Repeat exactly, and only, the lines of the entries below from the one with "message with the" through the one with "let registry = Arc::new(HookRegistry::new());", both ends included.
======== LISTED RECORDS ========
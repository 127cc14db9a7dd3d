//! Echo bot
//!
//! Serves the webhook receiver and replies to every text message with the
//! same text. Configure with:
//!
//! - `MESSENGER_VERIFY_TOKEN`: token entered in the app dashboard
//! - `MESSENGER_PAGE_TOKEN`: page access token used for replies
//! - `MESSENGER_API_ROOT` (optional): Graph API root
//!
//! ```text
//! cargo run --example echo-bot
//! ```

use std::sync::Arc;

use messenger_hooks::graph::{GraphClient, GraphConfig};
use messenger_hooks::webhook::{
    webhook_router, EventKind, HookRegistry, WebhookConfig, WebhookState,
};
use messenger_hooks::IncomingEvent;
use serde_json::json;

#[tokio::main]
async fn main() -> anyhow::Result<()> {
    tracing_subscriber::fmt()
        .with_env_filter(
            tracing_subscriber::EnvFilter::try_from_default_env()
                .unwrap_or_else(|_| "info,tower_http=debug".into()),
        )
        .init();

    let page_token = std::env::var("MESSENGER_PAGE_TOKEN")?;
    let client = GraphClient::new(GraphConfig::from_env()?)?;

    let labels = client.list_labels(&page_token).await?;
    tracing::info!(labels = labels.len(), "Page labels loaded");

    let registry = Arc::new(HookRegistry::new());
    let (tx, mut rx) = tokio::sync::mpsc::unbounded_channel::<(String, String)>();
    registry.on(EventKind::Message, move |event| {
        if let IncomingEvent::Message(message) = event {
            if let (Some(sender), Some(text)) = (message.sender_id(), message.text()) {
                tx.send((sender.to_string(), text.to_string()))?;
            }
        }
        Ok(())
    });

    tokio::spawn(async move {
        while let Some((recipient, text)) = rx.recv().await {
            let reply = json!({
                "recipient": {"id": recipient},
                "messaging_type": "RESPONSE",
                "message": {"text": text},
            });
            if let Err(e) = client.deliver(&reply, &page_token).await {
                tracing::warn!(error = %e, "Reply failed");
            }
        }
    });

    let state = WebhookState::new(WebhookConfig::from_env()?, registry);
    let listener = tokio::net::TcpListener::bind("0.0.0.0:3000").await?;
    tracing::info!("Echo bot listening on {}", listener.local_addr()?);
    axum::serve(listener, webhook_router(Arc::new(state))).await?;
    Ok(())
}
========
§ EXERCISE SOLUTION
//! Serves the webhook receiver and replies to every text message with the
//! same text. Configure with:
//!
//! - `MESSENGER_VERIFY_TOKEN`: token entered in the app dashboard
//! - `MESSENGER_PAGE_TOKEN`: page access token used for replies
//! - `MESSENGER_API_ROOT` (optional): Graph API root
//!
//! ```text
//! cargo run --example echo-bot
//! ```

use std::sync::Arc;

use messenger_hooks::graph::{GraphClient, GraphConfig};
use messenger_hooks::webhook::{
    webhook_router, EventKind, HookRegistry, WebhookConfig, WebhookState,
};
use messenger_hooks::IncomingEvent;
use serde_json::json;

#[tokio::main]
async fn main() -> anyhow::Result<()> {
    tracing_subscriber::fmt()
        .with_env_filter(
            tracing_subscriber::EnvFilter::try_from_default_env()
                .unwrap_or_else(|_| "info,tower_http=debug".into()),
        )
        .init();

    let page_token = std::env::var("MESSENGER_PAGE_TOKEN")?;
    let client = GraphClient::new(GraphConfig::from_env()?)?;

    let labels = client.list_labels(&page_token).await?;
    tracing::info!(labels = labels.len(), "Page labels loaded");

    let registry = Arc::new(HookRegistry::new());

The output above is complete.